══ DATASET RECORDS
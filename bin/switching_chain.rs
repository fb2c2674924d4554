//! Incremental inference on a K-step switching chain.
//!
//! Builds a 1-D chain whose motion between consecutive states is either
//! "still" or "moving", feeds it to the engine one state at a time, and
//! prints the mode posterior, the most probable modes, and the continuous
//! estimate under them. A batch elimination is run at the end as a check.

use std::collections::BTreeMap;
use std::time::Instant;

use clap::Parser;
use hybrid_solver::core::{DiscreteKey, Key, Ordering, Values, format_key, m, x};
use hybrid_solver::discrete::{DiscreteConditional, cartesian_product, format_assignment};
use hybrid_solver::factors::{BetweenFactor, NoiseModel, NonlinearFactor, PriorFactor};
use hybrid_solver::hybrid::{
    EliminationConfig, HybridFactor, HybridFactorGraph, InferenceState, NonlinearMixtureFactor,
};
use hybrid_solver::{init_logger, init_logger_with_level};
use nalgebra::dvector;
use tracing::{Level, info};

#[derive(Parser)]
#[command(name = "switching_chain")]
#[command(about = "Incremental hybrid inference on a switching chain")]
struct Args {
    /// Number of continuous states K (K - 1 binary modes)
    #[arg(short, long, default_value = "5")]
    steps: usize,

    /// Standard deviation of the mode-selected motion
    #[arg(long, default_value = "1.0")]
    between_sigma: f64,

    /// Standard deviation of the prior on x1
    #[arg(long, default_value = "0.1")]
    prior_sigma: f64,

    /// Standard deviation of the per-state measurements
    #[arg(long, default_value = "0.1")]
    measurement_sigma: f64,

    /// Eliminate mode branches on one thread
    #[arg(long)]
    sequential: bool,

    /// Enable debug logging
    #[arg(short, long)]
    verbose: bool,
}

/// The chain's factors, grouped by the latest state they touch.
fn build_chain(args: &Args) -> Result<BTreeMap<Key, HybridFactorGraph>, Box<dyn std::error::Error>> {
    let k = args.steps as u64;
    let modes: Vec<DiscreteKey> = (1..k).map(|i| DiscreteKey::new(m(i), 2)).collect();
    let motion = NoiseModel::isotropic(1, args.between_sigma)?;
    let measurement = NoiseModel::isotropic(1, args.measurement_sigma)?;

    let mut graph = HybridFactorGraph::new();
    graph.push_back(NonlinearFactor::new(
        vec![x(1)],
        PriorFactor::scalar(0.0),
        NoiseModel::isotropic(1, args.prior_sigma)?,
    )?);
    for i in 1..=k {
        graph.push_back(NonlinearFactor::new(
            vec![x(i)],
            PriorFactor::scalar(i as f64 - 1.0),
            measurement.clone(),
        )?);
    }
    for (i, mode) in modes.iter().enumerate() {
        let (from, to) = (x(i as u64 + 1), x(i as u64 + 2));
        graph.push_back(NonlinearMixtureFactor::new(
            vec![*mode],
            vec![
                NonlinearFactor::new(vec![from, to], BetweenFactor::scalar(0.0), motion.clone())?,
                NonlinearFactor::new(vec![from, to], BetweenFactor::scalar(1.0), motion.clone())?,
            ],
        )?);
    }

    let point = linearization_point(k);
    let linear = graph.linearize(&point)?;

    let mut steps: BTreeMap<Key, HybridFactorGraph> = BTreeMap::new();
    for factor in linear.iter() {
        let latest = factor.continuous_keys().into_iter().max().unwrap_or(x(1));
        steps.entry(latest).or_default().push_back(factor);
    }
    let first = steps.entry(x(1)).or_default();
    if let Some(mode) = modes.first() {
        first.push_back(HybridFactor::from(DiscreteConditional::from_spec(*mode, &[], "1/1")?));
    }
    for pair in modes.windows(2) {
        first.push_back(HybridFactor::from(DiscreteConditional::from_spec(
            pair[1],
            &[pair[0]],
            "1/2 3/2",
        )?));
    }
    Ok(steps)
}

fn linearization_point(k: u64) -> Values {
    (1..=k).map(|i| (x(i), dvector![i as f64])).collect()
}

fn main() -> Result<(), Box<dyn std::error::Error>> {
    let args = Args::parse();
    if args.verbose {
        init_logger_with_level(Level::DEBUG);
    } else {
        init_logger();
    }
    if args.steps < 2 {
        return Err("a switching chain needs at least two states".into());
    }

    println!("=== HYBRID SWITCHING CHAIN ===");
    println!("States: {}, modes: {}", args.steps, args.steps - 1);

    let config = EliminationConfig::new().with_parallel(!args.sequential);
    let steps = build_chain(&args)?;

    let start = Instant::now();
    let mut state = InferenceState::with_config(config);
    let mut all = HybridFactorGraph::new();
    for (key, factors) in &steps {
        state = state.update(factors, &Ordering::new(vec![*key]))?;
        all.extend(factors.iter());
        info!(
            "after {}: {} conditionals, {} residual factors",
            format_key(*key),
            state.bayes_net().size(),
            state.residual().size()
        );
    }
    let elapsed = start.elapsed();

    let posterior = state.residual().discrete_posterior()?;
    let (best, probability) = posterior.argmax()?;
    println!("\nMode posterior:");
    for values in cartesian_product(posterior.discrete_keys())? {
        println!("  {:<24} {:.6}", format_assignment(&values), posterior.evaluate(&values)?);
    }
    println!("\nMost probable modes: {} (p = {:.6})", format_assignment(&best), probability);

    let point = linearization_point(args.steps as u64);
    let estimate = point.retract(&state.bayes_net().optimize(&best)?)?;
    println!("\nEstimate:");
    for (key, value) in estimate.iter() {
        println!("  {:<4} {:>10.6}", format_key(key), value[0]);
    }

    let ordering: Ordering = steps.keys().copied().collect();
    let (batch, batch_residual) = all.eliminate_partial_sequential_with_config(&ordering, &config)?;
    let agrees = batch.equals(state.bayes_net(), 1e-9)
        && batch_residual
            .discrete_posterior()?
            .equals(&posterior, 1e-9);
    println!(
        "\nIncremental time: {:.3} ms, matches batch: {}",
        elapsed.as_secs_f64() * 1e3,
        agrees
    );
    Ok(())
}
════
In the listing above, locate each line with "short" and copy it.

● RESULT
    #[arg(short, long, default_value = "5")]
    #[arg(short, long)]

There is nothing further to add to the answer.